There is a new reality for students, families, teachers, staff, and school leaders: K-12 schools are closed through the end of the academic year, as ordered by Virginia’s Governor.
With this new reality, what are the priorities, challenges, and opportunities for Arlington Public Schools (APS) students?
As of October 2019, APS had more than 8,000 students eligible for free or reduced-price meals. That is 29% of the student population – a percentage that will increase as parents are laid off and lose jobs. Ensuring that Arlington youth have nutritious meals daily is a top priority.
APS is providing free grab-and-go breakfast and lunch for all Arlington youth ages 2-18 on Mondays through Fridays available for pick up between 11 a.m. and 1 p.m. at Kenmore Middle School and Barrett, Campbell, Drew, and Randolph elementary schools. For next week’s spring break, a week’s worth of food was made available in advance. Beginning on April 13, Hoffman-Boston and Key elementary schools will be added to the sites offering these meals. The federal government recently waived the requirement that students be present to receive these meals.
APS staff are to be commended for quickly putting this food distribution system in place. However, not all families who need support can access one of these five sites. Across the country, and in neighboring jurisdictions such as Fairfax and Loudoun counties, school buses are being used to provide food to students in their own neighborhoods.
APS should consider expanding its food distribution to include schools buses. In time, school buses also might be used to distribute other items, like school supplies and books, for children in need.
Mental Health and Safety
Another top priority, especially now, is mental health and safety. Families are facing the stress of job losses and managing work with children at home full-time. There is the fear of loved ones becoming infected with the virus.

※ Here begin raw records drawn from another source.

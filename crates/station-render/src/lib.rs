//! Station Render Library
//!
//! The seam between the Station canvas engine and a rendering library:
//! the [`RenderBackend`] trait, per-frame [`RenderContext`], fill resolution
//! and PNG/JPEG/SVG export.

mod backend;
mod error;
pub mod export;
pub mod paint;

pub use backend::{RasterImage, RenderBackend, RenderContext};
pub use error::{ExportError, ExportResult, RenderResult, RendererError};
pub use export::{ExportFormat, ExportOutput, export_scene};
pub use paint::{Paint, resolve_fill, resolve_stroke};
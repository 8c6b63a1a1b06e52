//! Fill resolution: flat color or gradient geometry for an element.
//!
//! Gradient geometry is computed in the element's local space (origin at its
//! `x`/`y`, rotation not applied), so the backend draws it under the same
//! transform as the outline and the angle stays relative to the element's box.

use kurbo::{Point, Rect, Vec2};
use peniko::{Brush, Color};
use station_core::element::{Element, Gradient, GradientKind};

/// How to fill an element's outline.
#[derive(Debug, Clone, PartialEq)]
pub enum Paint {
    /// Nothing to fill (lines, arrows, images).
    None,
    Solid(Color),
    Linear {
        start: Point,
        end: Point,
        stops: [Color; 2],
    },
    Radial {
        center: Point,
        radius: f64,
        stops: [Color; 2],
    },
}

impl Paint {
    /// Convert to a peniko brush. `None` maps to a transparent solid.
    pub fn to_brush(&self) -> Brush {
        match self {
            Paint::None => Brush::Solid(Color::TRANSPARENT),
            Paint::Solid(color) => Brush::Solid(*color),
            Paint::Linear { start, end, stops } => {
                Brush::Gradient(peniko::Gradient::new_linear(*start, *end).with_stops(*stops))
            }
            Paint::Radial {
                center,
                radius,
                stops,
            } => Brush::Gradient(
                peniko::Gradient::new_radial(*center, *radius as f32).with_stops(*stops),
            ),
        }
    }
}

/// Line through the box center along `angle_degrees`, clipped to the box's
/// extent in that direction. 0° runs left to right, 90° top to bottom.
pub fn linear_endpoints(bounds: Rect, angle_degrees: f64) -> (Point, Point) {
    let (sin, cos) = angle_degrees.to_radians().sin_cos();
    let half = (bounds.width() / 2.0 * cos).abs() + (bounds.height() / 2.0 * sin).abs();
    let offset = Vec2::new(cos, sin) * half;
    let center = bounds.center();
    (center - offset, center + offset)
}

fn gradient_paint(gradient: &Gradient, bounds: Rect) -> Paint {
    let stops = gradient.color_stops.map(Color::from);
    match gradient.kind {
        GradientKind::Linear => {
            let (start, end) = linear_endpoints(bounds, gradient.angle);
            Paint::Linear { start, end, stops }
        }
        GradientKind::Radial => Paint::Radial {
            center: bounds.center(),
            radius: bounds.width().max(bounds.height()) / 2.0,
            stops,
        },
    }
}

/// Resolve the fill of `element`. An enabled gradient overrides the flat fill.
pub fn resolve_fill(element: &Element) -> Paint {
    let local = element.bounds() - element.position().to_vec2();
    if let Some(gradient) = element.gradient() {
        return gradient_paint(gradient, local);
    }
    match element.fill() {
        Some(color) => Paint::Solid(color.into()),
        None => Paint::None,
    }
}

/// Stroke color and width, if the element draws one.
pub fn resolve_stroke(element: &Element) -> Option<(Color, f64)> {
    let (color, width) = match element {
        Element::Line(line) => (line.stroke, line.stroke_width),
        Element::Arrow(arrow) => (arrow.stroke, arrow.stroke_width),
        other => {
            let style = other.shape_style()?;
            (style.stroke, style.stroke_width)
        }
    };
    (width > 0.0 && color.a > 0).then(|| (color.into(), width))
}

#[cfg(test)]
mod tests {
    use super::*;
    use station_core::element::{Color as ElementColor, ElementPatch};

    #[test]
    fn test_flat_fill() {
        let rect = Element::rect(10.0, 10.0, 100.0, 50.0);
        let fill = rect.fill().unwrap();
        assert_eq!(resolve_fill(&rect), Paint::Solid(fill.into()));
    }

    #[test]
    fn test_linear_gradient_endpoints() {
        let (start, end) = linear_endpoints(Rect::new(0.0, 0.0, 100.0, 50.0), 0.0);
        assert!((start.x - 0.0).abs() < 1e-9 && (start.y - 25.0).abs() < 1e-9);
        assert!((end.x - 100.0).abs() < 1e-9 && (end.y - 25.0).abs() < 1e-9);

        let (start, end) = linear_endpoints(Rect::new(0.0, 0.0, 100.0, 50.0), 90.0);
        assert!((start.x - 50.0).abs() < 1e-9 && start.y.abs() < 1e-9);
        assert!((end.x - 50.0).abs() < 1e-9 && (end.y - 50.0).abs() < 1e-9);
    }

    #[test]
    fn test_gradient_overrides_fill_in_local_space() {
        let mut rect = Element::rect(300.0, 300.0, 100.0, 100.0);
        rect.apply_patch(&ElementPatch::new().with_gradient(Gradient {
            angle: 0.0,
            ..Gradient::default()
        }));
        let Paint::Linear { start, end, .. } = resolve_fill(&rect) else {
            panic!("expected a linear gradient");
        };
        assert!((start.x - 0.0).abs() < 1e-9);
        assert!((end.x - 100.0).abs() < 1e-9);
    }

    #[test]
    fn test_rotation_does_not_move_gradient() {
        let mut rect = Element::rect(0.0, 0.0, 100.0, 40.0);
        rect.apply_patch(&ElementPatch::new().with_gradient(Gradient::default()));
        let before = resolve_fill(&rect);
        rect.apply_patch(&ElementPatch::new().with_rotation(45.0));
        assert_eq!(resolve_fill(&rect), before);
    }

    #[test]
    fn test_stroke_only_when_visible() {
        let rect = Element::rect(0.0, 0.0, 10.0, 10.0);
        assert!(resolve_stroke(&rect).is_none());

        let mut stroked = rect.clone();
        stroked.apply_patch(&ElementPatch::new().with_stroke(ElementColor::black(), 3.0));
        let (_, width) = resolve_stroke(&stroked).unwrap();
        assert!((width - 3.0).abs() < f64::EPSILON);

        let line = Element::line(0.0, 0.0, vec![0.0, 0.0, 10.0, 10.0]).unwrap();
        assert!(resolve_stroke(&line).is_some());
        assert_eq!(resolve_fill(&line), Paint::None);
    }
}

In these stressful times, child abuse and neglect as well as domestic violence may increase — putting children more at risk. APS has 125 school counselors, 38 psychologists, and 31 social workers serving our more than 28,000 students. In normal times, these dedicated staff is stretched thin. These are not normal times. The County and schools should work together to ensure that students and families are receiving the support that they need.
Students, their families, and teachers are adjusting to distance learning.

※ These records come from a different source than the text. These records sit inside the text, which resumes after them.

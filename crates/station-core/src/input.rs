//! Pointer input types exchanged with the host UI.

use serde::{Deserialize, Serialize};

use crate::element::ElementId;
use crate::handles::HandleKind;

/// Modifier keys state.
#[derive(Debug, Clone, Copy, Default, PartialEq, Eq, Serialize, Deserialize)]
pub struct Modifiers {
    pub shift: bool,
    pub ctrl: bool,
    pub alt: bool,
    pub meta: bool,
}

impl Modifiers {
    pub const NONE: Self = Self {
        shift: false,
        ctrl: false,
        alt: false,
        meta: false,
    };

    pub const SHIFT: Self = Self {
        shift: true,
        ctrl: false,
        alt: false,
        meta: false,
    };

    pub const CTRL: Self = Self {
        shift: false,
        ctrl: true,
        alt: false,
        meta: false,
    };

    /// Ctrl on most platforms, Cmd on macOS.
    pub fn command(&self) -> bool {
        self.ctrl || self.meta
    }
}

/// What a pointer-down started.
#[derive(Debug, Clone, Copy, PartialEq, Eq)]
pub enum PointerAction {
    /// Nothing happened.
    None,
    /// The selection changed without starting a drag.
    Selected,
    /// Selected elements are being dragged.
    Drag,
    /// A transformer handle is being dragged.
    Transform(HandleKind),
    /// A marquee selection started. Released without motion it clears the
    /// selection unless shift is held.
    Marquee,
    /// A line or arrow draft started.
    Draft,
    /// A click-to-place shape was created.
    Placed(ElementId),
    /// The image tool asked the host to load an image.
    ImageRequested(u64),
}

impl PointerAction {
    /// Whether the action leaves a gesture in flight.
    pub fn is_gesture(&self) -> bool {
        matches!(
            self,
            PointerAction::Drag
                | PointerAction::Transform(_)
                | PointerAction::Marquee
                | PointerAction::Draft
        )
    }
}
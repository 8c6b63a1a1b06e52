//! View zoom. Zoom only scales the view, never the document.

use kurbo::{Affine, Point};
use serde::{Deserialize, Serialize};

pub const DEFAULT_MIN_ZOOM: f64 = 0.1;
pub const DEFAULT_MAX_ZOOM: f64 = 5.0;
pub const DEFAULT_ZOOM_STEP: f64 = 0.1;

/// Zoom level and its limits.
#[derive(Debug, Clone, Copy, PartialEq, Serialize, Deserialize)]
pub struct Viewport {
    pub zoom: f64,
    pub min_zoom: f64,
    pub max_zoom: f64,
    /// Additive change per zoom in/out step.
    pub step: f64,
}

impl Default for Viewport {
    fn default() -> Self {
        Self {
            zoom: 1.0,
            min_zoom: DEFAULT_MIN_ZOOM,
            max_zoom: DEFAULT_MAX_ZOOM,
            step: DEFAULT_ZOOM_STEP,
        }
    }
}

impl Viewport {
    pub fn new(min_zoom: f64, max_zoom: f64, step: f64) -> Self {
        Self {
            zoom: 1.0_f64.max(min_zoom).min(max_zoom),
            min_zoom,
            max_zoom,
            step,
        }
    }

    /// Set the zoom, clamped to the limits. Non-finite values are ignored.
    pub fn set_zoom(&mut self, zoom: f64) {
        if !zoom.is_finite() {
            log::debug!("ignoring non-finite zoom {zoom}");
            return;
        }
        self.zoom = zoom.max(self.min_zoom).min(self.max_zoom);
    }

    pub fn zoom_in(&mut self) {
        self.set_zoom(self.zoom + self.step);
    }

    pub fn zoom_out(&mut self) {
        self.set_zoom(self.zoom - self.step);
    }

    pub fn reset(&mut self) {
        self.set_zoom(1.0);
    }

    /// Canvas-to-screen transform.
    pub fn transform(&self) -> Affine {
        Affine::scale(self.zoom)
    }

    pub fn screen_to_canvas(&self, screen: Point) -> Point {
        Point::new(screen.x / self.zoom, screen.y / self.zoom)
    }

    pub fn canvas_to_screen(&self, canvas: Point) -> Point {
        self.transform() * canvas
    }

    /// Convert a screen-pixel tolerance to canvas units.
    pub fn canvas_tolerance(&self, screen_pixels: f64) -> f64 {
        screen_pixels / self.zoom
    }
}

#[cfg(test)]
mod tests {
    use super::*;

    #[test]
    fn test_zoom_clamped() {
        let mut viewport = Viewport::default();
        viewport.set_zoom(10.0);
        assert!((viewport.zoom - DEFAULT_MAX_ZOOM).abs() < f64::EPSILON);
        viewport.set_zoom(0.0);
        assert!((viewport.zoom - DEFAULT_MIN_ZOOM).abs() < f64::EPSILON);
        viewport.set_zoom(f64::NAN);
        assert!((viewport.zoom - DEFAULT_MIN_ZOOM).abs() < f64::EPSILON);
    }

    #[test]
    fn test_zoom_steps() {
        let mut viewport = Viewport::default();
        viewport.zoom_in();
        assert!((viewport.zoom - 1.1).abs() < 1e-9);
        viewport.zoom_out();
        viewport.zoom_out();
        assert!((viewport.zoom - 0.9).abs() < 1e-9);
        viewport.reset();
        assert!((viewport.zoom - 1.0).abs() < f64::EPSILON);
    }

    #[test]
    fn test_screen_canvas_roundtrip() {
        let mut viewport = Viewport::default();
        viewport.set_zoom(2.0);
        let canvas = viewport.screen_to_canvas(Point::new(200.0, 100.0));
        assert_eq!(canvas, Point::new(100.0, 50.0));
        assert_eq!(viewport.canvas_to_screen(canvas), Point::new(200.0, 100.0));
        assert!((viewport.canvas_tolerance(10.0) - 5.0).abs() < f64::EPSILON);
    }
}
//! Star element.

use super::style::{Color, ShapeStyle};
use super::{
    Anchor, ElementBase, ElementKind, ElementPatch, ElementTrait, closed_path, hit_test_polygon,
};
use kurbo::{BezPath, Point};
use serde::{Deserialize, Serialize};
use std::f64::consts::{FRAC_PI_2, PI};

/// A star centered on `(x, y)`.
#[derive(Debug, Clone, PartialEq, Serialize, Deserialize)]
pub struct StarElement {
    #[serde(flatten)]
    pub base: ElementBase,
    #[serde(flatten)]
    pub style: ShapeStyle,
    pub num_points: u32,
    /// Inner radius as a fraction of the outer radius.
    pub inner_radius: f64,
}

impl StarElement {
    pub fn new(cx: f64, cy: f64, width: f64, height: f64) -> Self {
        Self {
            base: ElementBase::new(ElementKind::Star.display_name(), cx, cy, width, height),
            style: ShapeStyle::filled(Color::rgb(234, 179, 8)),
            num_points: 5,
            inner_radius: 0.4,
        }
    }

    /// Alternating outer/inner vertices in local space.
    pub fn vertices(&self) -> Vec<Point> {
        let (rx, ry) = (self.base.width / 2.0, self.base.height / 2.0);
        let count = self.num_points * 2;
        (0..count)
            .map(|i| {
                let angle = -FRAC_PI_2 + PI * i as f64 / self.num_points as f64;
                let scale = if i % 2 == 0 { 1.0 } else { self.inner_radius };
                Point::new(rx * scale * angle.cos(), ry * scale * angle.sin())
            })
            .collect()
    }
}

impl ElementTrait for StarElement {
    fn base(&self) -> &ElementBase {
        &self.base
    }

    fn base_mut(&mut self) -> &mut ElementBase {
        &mut self.base
    }

    fn anchor(&self) -> Anchor {
        Anchor::Center
    }

    fn local_path(&self) -> BezPath {
        closed_path(&self.vertices())
    }

    fn hit_test_local(&self, point: Point, tolerance: f64) -> bool {
        hit_test_polygon(point, &self.vertices(), tolerance)
    }

    fn apply_patch(&mut self, patch: &ElementPatch) {
        patch.apply_shape_style(&mut self.style);
        if let Some(points) = patch.num_points {
            self.num_points = points.max(3);
        }
        if let Some(inner) = patch.inner_radius {
            self.inner_radius = inner.clamp(0.05, 1.0);
        }
    }
}

#[cfg(test)]
mod tests {
    use super::*;

    #[test]
    fn test_star_vertex_count() {
        let star = StarElement::new(0.0, 0.0, 100.0, 100.0);
        assert_eq!(star.vertices().len(), 10);
    }

    #[test]
    fn test_patch_clamps_inner_radius() {
        let mut star = StarElement::new(0.0, 0.0, 100.0, 100.0);
        let patch = ElementPatch {
            inner_radius: Some(3.0),
            num_points: Some(1),
            ..ElementPatch::default()
        };
        star.apply_patch(&patch);
        assert!((star.inner_radius - 1.0).abs() < f64::EPSILON);
        assert_eq!(star.num_points, 3);
    }
}
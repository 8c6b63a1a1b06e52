//! Partial element updates coming from the property panel.

use super::style::{
    Color, FontStyle, FontWeight, Gradient, Outline, Shadow, ShapeStyle, TextAlign,
    TextDecoration,
};
use super::{ElementBase, clamp_size};
use serde::{Deserialize, Serialize};

/// A set of optional field changes.
///
/// Fields that do not exist on an element's type are ignored for that element,
/// so the same patch can be applied across a mixed selection.
#[derive(Debug, Clone, Default, PartialEq, Serialize, Deserialize)]
#[serde(default)]
pub struct ElementPatch {
    pub x: Option<f64>,
    pub y: Option<f64>,
    pub width: Option<f64>,
    pub height: Option<f64>,
    pub rotation: Option<f64>,
    pub opacity: Option<f64>,
    pub name: Option<String>,
    pub visible: Option<bool>,
    pub locked: Option<bool>,

    pub fill: Option<Color>,
    pub stroke: Option<Color>,
    pub stroke_width: Option<f64>,
    pub corner_radius: Option<f64>,
    pub gradient: Option<Gradient>,

    pub sides: Option<u32>,
    pub num_points: Option<u32>,
    pub inner_radius: Option<f64>,

    pub text: Option<String>,
    pub font_size: Option<f64>,
    pub font_family: Option<String>,
    pub font_style: Option<FontStyle>,
    pub font_weight: Option<FontWeight>,
    pub align: Option<TextAlign>,
    pub letter_spacing: Option<f64>,
    pub line_height: Option<f64>,
    pub decoration: Option<TextDecoration>,
    pub shadow: Option<Shadow>,
    pub outline: Option<Outline>,

    pub src: Option<String>,

    pub pointer_length: Option<f64>,
    pub pointer_width: Option<f64>,
}

impl ElementPatch {
    pub fn new() -> Self {
        Self::default()
    }

    pub fn position(x: f64, y: f64) -> Self {
        Self {
            x: Some(x),
            y: Some(y),
            ..Self::default()
        }
    }

    pub fn size(width: f64, height: f64) -> Self {
        Self {
            width: Some(width),
            height: Some(height),
            ..Self::default()
        }
    }

    pub fn with_fill(mut self, fill: Color) -> Self {
        self.fill = Some(fill);
        self
    }

    pub fn with_stroke(mut self, stroke: Color, width: f64) -> Self {
        self.stroke = Some(stroke);
        self.stroke_width = Some(width);
        self
    }

    pub fn with_opacity(mut self, opacity: f64) -> Self {
        self.opacity = Some(opacity);
        self
    }

    pub fn with_rotation(mut self, rotation: f64) -> Self {
        self.rotation = Some(rotation);
        self
    }

    pub fn with_name(mut self, name: impl Into<String>) -> Self {
        self.name = Some(name.into());
        self
    }

    pub fn with_gradient(mut self, gradient: Gradient) -> Self {
        self.gradient = Some(gradient);
        self
    }

    pub fn with_text(mut self, text: impl Into<String>) -> Self {
        self.text = Some(text.into());
        self
    }

    pub fn with_visible(mut self, visible: bool) -> Self {
        self.visible = Some(visible);
        self
    }

    pub fn with_locked(mut self, locked: bool) -> Self {
        self.locked = Some(locked);
        self
    }

    /// True when applying the patch would change nothing.
    pub fn is_empty(&self) -> bool {
        *self == Self::default()
    }

    pub(crate) fn apply_base(&self, base: &mut ElementBase) {
        if let Some(x) = self.x {
            base.x = x;
        }
        if let Some(y) = self.y {
            base.y = y;
        }
        if let Some(width) = self.width {
            base.width = clamp_size(width);
        }
        if let Some(height) = self.height {
            base.height = clamp_size(height);
        }
        if let Some(rotation) = self.rotation {
            base.rotation = rotation;
        }
        if let Some(opacity) = self.opacity {
            base.set_opacity(opacity);
        }
        if let Some(name) = &self.name {
            base.name = name.clone();
        }
        if let Some(visible) = self.visible {
            base.visible = visible;
        }
        if let Some(locked) = self.locked {
            base.locked = locked;
        }
    }

    pub(crate) fn apply_shape_style(&self, style: &mut ShapeStyle) {
        if let Some(fill) = self.fill {
            style.fill = fill;
        }
        if let Some(stroke) = self.stroke {
            style.stroke = stroke;
        }
        if let Some(width) = self.stroke_width {
            style.stroke_width = width.max(0.0);
        }
        if let Some(gradient) = &self.gradient {
            style.gradient = Some(gradient.clone());
        }
    }
}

In a March 26 update, APS states that students on track to graduate as of the end of the third quarter will be able to graduate. In addition, students in good standing as of that time will move to the next grade level. During the fourth quarter, students with failing grades will receive assistance to help them improve and advance to the next grade level. These are important priorities.
We know that there are significant disparities in student achievement for different groups of APS students. With distance learning, these gaps will widen. Distance learning cannot replicate what happens in the classroom, and the layers of support that APS offers at school. When the next academic year begins, APS will need to have plans in place to address this.
Priority also must be given to special education students. How are their individualized educational plans (IEPs), and the learning accommodations included in IEPs, being implemented through distance learning? While all parents are struggling with how to support their children’s learning at home, this is a particular challenge for parents whose children have special needs.
Despite the limitations and challenges of distance learning, there are opportunities. The Standards of Learning (SOL) tests have been canceled for this year. Time spent teaching students to pass these tests might be spent instead in fostering creativity, critical thinking, and skills like empathy.
Collaboration among APS, Arlington County Government, non-profit organizations, and local businesses has never been more important to address students’ nutritional, mental health and safety, and learning needs.
In addition, how can APS resources assist in meeting the community’s needs during the coronavirus pandemic? One possibility is providing childcare for emergency hospital staff, if needed, at elementary school buildings with APS Extended Day staff.
The Arlington community coming together in creative ways to support our students, families and emergency workers can be a bright spot in this new reality.
Abby Raphael served on the Arlington School Board from 2008-2015, including two terms as Chair. She also led the Washington Area Boards of Education for two years. Currently she co-chairs the Project Peace Prevention Committee and Destination 2027 Steering Committee, is a member of the Board of the Arlington YMCA, and works with the Community Progress Network and Second Chance.